#### GOAL OF THE EXERCISE
Using the records that appear below, write out exactly the lines from the one with "fn default() ->" through the one with "let mut p = config_dir()?;", keeping both end lines.

#### Collected data entries

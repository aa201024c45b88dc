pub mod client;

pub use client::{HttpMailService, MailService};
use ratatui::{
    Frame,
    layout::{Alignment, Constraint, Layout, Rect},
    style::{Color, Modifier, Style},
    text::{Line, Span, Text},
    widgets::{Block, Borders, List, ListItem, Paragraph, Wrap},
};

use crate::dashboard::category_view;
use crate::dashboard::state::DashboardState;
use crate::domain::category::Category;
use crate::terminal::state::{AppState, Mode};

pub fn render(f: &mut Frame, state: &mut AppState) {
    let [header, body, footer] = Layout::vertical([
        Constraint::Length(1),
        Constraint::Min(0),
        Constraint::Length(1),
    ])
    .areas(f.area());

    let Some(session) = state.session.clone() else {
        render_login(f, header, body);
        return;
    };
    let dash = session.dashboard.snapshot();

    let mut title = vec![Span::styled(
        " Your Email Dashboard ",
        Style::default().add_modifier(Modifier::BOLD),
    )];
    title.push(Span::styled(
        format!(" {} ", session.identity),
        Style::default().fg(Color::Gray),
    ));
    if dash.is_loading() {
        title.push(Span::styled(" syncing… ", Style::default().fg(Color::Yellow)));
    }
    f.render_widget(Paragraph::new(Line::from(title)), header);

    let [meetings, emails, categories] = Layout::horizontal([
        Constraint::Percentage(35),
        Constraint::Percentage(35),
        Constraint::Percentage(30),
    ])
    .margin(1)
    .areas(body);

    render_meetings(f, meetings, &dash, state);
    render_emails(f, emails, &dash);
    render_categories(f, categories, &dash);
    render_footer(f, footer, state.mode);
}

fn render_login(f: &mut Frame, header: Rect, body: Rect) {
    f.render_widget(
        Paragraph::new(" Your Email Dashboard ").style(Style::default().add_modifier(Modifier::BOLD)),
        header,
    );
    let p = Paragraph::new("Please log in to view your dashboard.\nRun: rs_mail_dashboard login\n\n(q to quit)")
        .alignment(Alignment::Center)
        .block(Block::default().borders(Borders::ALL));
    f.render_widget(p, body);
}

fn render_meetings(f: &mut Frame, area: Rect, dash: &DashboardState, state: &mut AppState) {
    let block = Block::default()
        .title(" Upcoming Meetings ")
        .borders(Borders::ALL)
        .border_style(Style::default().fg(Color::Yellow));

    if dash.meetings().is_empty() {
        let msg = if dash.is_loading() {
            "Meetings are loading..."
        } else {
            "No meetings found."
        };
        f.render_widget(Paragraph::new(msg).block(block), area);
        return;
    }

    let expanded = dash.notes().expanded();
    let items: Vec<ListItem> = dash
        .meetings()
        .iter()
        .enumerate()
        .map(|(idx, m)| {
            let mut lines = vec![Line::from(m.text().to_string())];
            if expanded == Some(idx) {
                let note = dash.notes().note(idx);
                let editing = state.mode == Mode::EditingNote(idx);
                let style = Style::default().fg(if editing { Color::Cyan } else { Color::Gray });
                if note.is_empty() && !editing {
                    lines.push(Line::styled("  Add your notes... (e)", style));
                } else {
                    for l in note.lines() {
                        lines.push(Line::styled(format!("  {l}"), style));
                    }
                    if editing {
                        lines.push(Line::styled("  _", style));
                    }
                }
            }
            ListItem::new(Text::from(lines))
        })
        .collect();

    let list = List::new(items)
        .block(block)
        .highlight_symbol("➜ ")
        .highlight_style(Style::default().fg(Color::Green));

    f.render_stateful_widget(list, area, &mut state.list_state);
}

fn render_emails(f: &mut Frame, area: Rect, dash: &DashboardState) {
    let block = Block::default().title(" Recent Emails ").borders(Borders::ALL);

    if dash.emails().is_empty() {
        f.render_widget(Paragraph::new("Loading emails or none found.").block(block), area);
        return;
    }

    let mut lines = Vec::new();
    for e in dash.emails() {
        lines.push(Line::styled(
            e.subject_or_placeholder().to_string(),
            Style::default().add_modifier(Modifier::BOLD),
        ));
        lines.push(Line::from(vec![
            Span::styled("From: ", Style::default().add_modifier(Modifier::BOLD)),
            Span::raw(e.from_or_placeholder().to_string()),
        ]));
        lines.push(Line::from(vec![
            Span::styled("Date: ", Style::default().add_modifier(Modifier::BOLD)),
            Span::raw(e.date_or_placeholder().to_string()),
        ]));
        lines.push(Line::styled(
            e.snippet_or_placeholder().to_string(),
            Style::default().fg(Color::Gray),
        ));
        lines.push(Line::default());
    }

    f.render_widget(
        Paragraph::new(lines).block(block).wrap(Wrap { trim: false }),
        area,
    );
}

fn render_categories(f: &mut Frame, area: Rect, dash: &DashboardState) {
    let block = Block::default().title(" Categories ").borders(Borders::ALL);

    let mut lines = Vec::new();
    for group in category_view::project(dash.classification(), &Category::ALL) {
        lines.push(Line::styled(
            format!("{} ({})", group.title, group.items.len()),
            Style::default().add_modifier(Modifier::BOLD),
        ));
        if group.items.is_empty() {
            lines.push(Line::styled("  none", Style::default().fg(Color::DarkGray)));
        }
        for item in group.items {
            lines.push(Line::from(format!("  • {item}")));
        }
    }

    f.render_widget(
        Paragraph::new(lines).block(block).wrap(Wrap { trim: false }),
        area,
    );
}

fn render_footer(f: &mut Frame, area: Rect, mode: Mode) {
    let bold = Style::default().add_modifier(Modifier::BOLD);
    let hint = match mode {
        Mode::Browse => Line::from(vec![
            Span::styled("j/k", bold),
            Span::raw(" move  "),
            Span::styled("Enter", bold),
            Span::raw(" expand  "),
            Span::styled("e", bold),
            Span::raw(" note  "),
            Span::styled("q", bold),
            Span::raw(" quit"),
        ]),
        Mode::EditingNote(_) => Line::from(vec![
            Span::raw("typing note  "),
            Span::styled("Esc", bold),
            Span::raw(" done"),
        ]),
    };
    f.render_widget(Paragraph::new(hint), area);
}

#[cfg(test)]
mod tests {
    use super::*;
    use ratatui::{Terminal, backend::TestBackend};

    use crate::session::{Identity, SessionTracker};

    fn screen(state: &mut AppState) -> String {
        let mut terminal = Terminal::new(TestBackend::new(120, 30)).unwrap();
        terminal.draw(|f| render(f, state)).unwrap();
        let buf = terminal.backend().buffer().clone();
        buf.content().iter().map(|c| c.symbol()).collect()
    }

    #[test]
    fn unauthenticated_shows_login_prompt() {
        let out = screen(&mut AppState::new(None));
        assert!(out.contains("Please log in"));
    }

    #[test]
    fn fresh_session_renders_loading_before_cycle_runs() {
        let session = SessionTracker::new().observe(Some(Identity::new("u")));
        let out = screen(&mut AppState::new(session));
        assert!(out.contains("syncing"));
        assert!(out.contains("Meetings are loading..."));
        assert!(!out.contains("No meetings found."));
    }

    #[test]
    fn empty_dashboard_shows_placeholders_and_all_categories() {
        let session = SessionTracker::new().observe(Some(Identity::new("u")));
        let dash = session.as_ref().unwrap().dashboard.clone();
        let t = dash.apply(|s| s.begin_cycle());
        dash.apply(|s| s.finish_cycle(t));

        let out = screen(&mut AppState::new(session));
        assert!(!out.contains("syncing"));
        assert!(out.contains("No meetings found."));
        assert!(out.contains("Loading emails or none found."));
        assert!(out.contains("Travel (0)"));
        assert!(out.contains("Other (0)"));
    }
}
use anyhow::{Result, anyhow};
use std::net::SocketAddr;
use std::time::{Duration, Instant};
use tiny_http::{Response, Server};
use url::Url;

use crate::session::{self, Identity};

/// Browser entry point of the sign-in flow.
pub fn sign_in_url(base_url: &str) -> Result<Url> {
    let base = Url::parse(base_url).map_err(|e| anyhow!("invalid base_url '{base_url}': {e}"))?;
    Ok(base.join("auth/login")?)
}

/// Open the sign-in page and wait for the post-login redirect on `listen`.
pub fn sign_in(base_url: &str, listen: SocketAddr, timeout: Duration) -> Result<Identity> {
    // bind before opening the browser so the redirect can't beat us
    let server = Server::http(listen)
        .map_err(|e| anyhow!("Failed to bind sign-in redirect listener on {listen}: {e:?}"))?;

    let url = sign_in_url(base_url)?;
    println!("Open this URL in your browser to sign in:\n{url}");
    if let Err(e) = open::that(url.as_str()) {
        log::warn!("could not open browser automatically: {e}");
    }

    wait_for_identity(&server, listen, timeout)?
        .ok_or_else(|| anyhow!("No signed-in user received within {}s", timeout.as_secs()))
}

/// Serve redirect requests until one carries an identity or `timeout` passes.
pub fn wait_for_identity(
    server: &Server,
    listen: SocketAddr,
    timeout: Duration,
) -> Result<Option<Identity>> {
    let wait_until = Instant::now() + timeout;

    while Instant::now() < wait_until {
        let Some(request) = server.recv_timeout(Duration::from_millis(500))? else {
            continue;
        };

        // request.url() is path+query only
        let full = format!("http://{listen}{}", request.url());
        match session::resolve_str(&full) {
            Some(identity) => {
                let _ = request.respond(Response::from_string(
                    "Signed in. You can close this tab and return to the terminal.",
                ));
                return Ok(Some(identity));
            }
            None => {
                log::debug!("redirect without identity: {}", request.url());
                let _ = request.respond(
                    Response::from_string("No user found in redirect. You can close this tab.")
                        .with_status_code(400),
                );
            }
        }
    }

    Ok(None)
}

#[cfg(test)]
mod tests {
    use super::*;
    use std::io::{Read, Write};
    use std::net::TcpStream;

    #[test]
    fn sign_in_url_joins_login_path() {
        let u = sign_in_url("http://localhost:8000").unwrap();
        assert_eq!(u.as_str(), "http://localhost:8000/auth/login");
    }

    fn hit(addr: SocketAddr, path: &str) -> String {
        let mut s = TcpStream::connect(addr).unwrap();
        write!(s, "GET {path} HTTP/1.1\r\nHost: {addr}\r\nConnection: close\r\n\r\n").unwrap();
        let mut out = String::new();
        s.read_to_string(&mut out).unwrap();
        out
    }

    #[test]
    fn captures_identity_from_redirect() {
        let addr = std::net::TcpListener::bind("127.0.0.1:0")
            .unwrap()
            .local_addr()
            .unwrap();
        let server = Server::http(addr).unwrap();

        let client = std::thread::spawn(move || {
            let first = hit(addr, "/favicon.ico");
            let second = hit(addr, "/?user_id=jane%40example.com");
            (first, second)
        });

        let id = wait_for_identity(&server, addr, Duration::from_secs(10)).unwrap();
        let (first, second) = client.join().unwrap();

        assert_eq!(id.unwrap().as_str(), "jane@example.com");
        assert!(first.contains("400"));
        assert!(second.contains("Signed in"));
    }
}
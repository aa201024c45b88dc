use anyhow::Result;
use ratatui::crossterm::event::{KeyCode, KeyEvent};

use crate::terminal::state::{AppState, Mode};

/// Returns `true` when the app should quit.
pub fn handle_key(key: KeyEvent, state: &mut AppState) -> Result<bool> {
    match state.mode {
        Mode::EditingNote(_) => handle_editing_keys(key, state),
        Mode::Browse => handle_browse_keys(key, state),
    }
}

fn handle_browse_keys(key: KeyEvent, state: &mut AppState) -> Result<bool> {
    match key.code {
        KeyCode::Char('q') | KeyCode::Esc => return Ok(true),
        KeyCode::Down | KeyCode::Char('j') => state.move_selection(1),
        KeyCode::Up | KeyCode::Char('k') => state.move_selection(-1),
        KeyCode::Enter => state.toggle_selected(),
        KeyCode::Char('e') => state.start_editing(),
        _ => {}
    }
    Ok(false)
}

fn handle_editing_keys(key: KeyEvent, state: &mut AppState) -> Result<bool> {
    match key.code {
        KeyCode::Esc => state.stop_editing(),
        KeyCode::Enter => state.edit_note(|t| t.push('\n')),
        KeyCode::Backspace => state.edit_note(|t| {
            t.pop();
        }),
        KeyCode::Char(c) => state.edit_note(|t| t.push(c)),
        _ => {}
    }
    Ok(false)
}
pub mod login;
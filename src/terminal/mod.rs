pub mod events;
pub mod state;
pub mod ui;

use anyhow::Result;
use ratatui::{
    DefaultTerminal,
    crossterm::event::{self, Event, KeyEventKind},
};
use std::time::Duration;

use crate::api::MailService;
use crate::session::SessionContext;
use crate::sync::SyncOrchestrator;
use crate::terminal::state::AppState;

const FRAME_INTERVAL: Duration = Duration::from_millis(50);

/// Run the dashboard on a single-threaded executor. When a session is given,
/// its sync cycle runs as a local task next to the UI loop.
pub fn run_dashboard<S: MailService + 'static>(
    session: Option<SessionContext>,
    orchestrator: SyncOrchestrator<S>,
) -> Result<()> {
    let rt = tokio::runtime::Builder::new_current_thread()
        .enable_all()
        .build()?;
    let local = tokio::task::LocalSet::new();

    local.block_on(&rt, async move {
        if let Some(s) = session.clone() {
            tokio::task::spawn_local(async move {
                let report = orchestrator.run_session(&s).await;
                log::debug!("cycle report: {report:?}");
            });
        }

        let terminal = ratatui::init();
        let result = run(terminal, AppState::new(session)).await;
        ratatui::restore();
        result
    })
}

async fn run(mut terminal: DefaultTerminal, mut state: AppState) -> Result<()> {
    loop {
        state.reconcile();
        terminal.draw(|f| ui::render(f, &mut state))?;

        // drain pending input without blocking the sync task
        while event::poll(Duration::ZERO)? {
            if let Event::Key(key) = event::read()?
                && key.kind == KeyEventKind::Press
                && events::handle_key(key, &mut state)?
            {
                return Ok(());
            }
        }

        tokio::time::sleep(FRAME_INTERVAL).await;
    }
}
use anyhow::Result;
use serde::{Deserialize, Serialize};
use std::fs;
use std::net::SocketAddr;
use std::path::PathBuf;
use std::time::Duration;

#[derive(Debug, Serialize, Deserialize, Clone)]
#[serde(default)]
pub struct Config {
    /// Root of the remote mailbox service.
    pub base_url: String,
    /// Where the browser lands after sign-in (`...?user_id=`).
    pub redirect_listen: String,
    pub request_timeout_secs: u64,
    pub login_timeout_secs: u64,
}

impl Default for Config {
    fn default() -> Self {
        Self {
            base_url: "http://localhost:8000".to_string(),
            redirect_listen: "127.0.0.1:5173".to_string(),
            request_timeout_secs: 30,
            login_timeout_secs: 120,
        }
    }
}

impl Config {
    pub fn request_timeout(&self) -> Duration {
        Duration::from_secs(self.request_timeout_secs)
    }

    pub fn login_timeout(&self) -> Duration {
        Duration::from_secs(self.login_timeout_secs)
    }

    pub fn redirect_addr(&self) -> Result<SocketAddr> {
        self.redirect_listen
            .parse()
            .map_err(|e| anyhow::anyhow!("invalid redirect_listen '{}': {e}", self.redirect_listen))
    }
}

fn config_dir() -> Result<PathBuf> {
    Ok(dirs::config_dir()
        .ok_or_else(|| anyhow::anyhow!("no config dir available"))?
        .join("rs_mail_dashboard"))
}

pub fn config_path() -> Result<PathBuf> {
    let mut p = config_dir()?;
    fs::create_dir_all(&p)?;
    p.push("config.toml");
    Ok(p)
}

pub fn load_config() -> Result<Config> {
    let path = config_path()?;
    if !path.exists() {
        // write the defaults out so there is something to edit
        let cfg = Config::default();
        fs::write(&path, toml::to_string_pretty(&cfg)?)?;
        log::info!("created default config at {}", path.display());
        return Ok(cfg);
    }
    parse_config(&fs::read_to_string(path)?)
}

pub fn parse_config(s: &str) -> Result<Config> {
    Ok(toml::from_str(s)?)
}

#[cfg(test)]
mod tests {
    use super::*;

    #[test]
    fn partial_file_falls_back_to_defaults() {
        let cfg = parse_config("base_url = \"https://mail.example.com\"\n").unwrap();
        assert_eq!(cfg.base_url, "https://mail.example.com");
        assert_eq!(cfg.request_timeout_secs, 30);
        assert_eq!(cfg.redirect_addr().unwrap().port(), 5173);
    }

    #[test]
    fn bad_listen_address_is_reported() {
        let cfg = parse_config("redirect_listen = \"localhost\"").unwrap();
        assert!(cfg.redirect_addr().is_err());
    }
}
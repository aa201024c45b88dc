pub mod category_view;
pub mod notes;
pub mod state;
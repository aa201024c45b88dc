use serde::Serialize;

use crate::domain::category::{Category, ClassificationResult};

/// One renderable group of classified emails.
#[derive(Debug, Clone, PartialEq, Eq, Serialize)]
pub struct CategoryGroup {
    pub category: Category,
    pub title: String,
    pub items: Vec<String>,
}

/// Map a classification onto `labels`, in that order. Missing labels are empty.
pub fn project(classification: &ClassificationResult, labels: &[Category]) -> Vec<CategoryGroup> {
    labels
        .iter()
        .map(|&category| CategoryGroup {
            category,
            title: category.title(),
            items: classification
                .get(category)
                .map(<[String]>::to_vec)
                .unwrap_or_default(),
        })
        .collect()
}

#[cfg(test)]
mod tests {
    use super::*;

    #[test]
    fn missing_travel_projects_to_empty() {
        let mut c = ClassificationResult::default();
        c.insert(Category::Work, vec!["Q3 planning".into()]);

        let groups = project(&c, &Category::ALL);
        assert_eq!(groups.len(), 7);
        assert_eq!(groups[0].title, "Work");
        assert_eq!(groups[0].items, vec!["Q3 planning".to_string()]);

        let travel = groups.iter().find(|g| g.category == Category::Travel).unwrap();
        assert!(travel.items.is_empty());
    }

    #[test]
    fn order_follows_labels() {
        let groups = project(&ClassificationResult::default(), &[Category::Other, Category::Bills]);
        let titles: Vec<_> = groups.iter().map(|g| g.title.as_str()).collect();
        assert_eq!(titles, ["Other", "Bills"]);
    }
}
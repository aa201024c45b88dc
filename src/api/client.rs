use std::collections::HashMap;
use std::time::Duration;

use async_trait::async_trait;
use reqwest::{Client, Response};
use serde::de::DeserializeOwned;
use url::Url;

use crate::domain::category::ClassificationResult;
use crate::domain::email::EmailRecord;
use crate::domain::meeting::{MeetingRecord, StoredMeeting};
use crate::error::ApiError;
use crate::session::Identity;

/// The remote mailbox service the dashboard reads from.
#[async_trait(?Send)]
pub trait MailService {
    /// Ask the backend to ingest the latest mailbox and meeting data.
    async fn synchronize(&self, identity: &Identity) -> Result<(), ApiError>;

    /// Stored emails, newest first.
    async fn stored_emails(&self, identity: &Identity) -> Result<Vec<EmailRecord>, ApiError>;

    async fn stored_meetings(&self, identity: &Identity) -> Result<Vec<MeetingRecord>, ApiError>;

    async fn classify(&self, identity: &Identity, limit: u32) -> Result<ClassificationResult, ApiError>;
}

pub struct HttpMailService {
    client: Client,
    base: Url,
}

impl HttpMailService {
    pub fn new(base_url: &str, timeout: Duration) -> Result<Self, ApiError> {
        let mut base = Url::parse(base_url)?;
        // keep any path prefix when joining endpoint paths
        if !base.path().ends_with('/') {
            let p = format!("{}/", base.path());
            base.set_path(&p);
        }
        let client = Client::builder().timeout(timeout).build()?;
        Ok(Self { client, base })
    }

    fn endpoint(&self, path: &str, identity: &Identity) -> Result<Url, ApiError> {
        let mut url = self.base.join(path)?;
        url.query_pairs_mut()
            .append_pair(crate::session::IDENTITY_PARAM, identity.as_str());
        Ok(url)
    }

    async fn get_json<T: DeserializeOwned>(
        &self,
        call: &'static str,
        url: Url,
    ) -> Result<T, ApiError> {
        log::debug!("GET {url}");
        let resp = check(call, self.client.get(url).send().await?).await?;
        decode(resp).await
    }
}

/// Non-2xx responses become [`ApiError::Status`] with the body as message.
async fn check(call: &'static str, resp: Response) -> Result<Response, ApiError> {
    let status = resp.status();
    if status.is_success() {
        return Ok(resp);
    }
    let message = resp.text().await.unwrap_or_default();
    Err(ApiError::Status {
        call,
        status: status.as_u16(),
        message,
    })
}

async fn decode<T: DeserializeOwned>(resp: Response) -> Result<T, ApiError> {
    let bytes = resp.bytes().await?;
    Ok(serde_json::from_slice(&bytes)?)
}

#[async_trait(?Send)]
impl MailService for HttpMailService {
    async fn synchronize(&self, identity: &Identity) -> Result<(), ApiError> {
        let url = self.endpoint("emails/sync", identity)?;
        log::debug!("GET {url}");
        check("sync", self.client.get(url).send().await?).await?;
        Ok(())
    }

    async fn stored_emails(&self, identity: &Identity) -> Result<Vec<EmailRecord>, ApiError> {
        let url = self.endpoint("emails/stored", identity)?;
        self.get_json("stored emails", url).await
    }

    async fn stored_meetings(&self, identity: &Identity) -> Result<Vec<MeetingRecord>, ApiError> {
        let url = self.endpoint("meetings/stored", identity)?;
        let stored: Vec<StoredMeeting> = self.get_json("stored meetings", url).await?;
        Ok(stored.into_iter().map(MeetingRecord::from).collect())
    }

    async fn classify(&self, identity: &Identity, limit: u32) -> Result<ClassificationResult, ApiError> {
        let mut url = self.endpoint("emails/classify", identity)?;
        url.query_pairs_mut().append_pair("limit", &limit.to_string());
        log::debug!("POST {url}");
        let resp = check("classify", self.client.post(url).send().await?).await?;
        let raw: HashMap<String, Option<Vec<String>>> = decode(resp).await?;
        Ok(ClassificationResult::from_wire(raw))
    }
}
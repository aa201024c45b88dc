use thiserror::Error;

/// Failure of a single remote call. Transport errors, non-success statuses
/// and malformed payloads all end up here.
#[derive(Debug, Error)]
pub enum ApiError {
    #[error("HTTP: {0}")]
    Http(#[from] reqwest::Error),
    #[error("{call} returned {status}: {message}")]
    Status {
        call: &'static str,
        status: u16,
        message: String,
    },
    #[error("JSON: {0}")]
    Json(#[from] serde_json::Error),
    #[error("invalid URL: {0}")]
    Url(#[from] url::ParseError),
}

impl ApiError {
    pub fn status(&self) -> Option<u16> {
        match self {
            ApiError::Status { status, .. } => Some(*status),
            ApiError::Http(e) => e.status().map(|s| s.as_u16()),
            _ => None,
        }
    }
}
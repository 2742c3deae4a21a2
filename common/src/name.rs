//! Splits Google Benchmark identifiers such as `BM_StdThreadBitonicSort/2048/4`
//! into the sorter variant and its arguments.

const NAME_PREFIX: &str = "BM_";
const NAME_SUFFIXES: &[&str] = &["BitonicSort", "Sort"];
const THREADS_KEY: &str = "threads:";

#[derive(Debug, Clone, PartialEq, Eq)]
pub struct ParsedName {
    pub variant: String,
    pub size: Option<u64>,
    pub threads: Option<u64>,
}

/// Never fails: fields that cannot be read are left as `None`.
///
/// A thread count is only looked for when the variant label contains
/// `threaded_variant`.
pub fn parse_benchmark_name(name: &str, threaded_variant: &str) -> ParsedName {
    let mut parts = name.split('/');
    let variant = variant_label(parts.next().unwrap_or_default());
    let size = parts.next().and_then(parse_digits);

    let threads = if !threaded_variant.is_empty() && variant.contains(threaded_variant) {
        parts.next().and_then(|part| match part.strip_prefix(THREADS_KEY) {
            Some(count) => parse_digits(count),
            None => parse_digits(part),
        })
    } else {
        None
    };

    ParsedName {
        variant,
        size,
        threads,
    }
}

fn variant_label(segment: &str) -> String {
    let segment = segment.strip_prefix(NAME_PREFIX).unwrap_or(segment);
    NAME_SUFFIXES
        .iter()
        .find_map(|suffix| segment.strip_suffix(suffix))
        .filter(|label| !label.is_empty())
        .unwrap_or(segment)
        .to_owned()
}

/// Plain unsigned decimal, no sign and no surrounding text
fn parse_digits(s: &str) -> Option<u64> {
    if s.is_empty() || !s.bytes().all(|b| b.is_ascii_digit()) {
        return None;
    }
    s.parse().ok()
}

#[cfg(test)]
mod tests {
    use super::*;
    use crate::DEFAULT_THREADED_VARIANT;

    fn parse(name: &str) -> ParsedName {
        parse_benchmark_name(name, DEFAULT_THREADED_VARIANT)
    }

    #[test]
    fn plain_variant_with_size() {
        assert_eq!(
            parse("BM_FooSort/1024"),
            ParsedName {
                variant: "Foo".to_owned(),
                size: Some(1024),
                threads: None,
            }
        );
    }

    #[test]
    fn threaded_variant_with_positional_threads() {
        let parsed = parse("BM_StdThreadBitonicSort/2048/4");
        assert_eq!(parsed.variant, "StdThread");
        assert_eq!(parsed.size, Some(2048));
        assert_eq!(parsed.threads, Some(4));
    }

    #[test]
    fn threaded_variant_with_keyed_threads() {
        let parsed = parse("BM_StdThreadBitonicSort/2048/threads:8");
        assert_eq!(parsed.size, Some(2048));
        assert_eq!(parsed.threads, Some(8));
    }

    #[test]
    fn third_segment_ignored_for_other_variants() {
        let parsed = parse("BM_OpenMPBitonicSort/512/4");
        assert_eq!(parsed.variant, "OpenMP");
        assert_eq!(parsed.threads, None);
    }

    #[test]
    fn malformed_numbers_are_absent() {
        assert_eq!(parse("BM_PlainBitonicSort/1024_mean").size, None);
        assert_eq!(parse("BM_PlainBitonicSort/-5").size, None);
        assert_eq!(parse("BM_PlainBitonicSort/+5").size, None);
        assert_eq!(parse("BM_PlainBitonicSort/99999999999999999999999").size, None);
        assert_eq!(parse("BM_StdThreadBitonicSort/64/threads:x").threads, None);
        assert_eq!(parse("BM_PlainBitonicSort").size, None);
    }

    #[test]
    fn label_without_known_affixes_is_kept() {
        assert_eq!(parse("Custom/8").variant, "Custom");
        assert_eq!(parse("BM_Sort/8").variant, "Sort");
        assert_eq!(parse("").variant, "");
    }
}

#### ANSWER SECTION
    fn default() -> Self {
        Self {
            base_url: "http://localhost:8000".to_string(),
            redirect_listen: "127.0.0.1:5173".to_string(),
            request_timeout_secs: 30,
            login_timeout_secs: 120,
        }
    }
}

impl Config {
    pub fn request_timeout(&self) -> Duration {
        Duration::from_secs(self.request_timeout_secs)
    }

    pub fn login_timeout(&self) -> Duration {
        Duration::from_secs(self.login_timeout_secs)
    }

    pub fn redirect_addr(&self) -> Result<SocketAddr> {
        self.redirect_listen
            .parse()
            .map_err(|e| anyhow::anyhow!("invalid redirect_listen '{}': {e}", self.redirect_listen))
    }
}

fn config_dir() -> Result<PathBuf> {
    Ok(dirs::config_dir()
        .ok_or_else(|| anyhow::anyhow!("no config dir available"))?
        .join("rs_mail_dashboard"))
}

pub fn config_path() -> Result<PathBuf> {
    let mut p = config_dir()?;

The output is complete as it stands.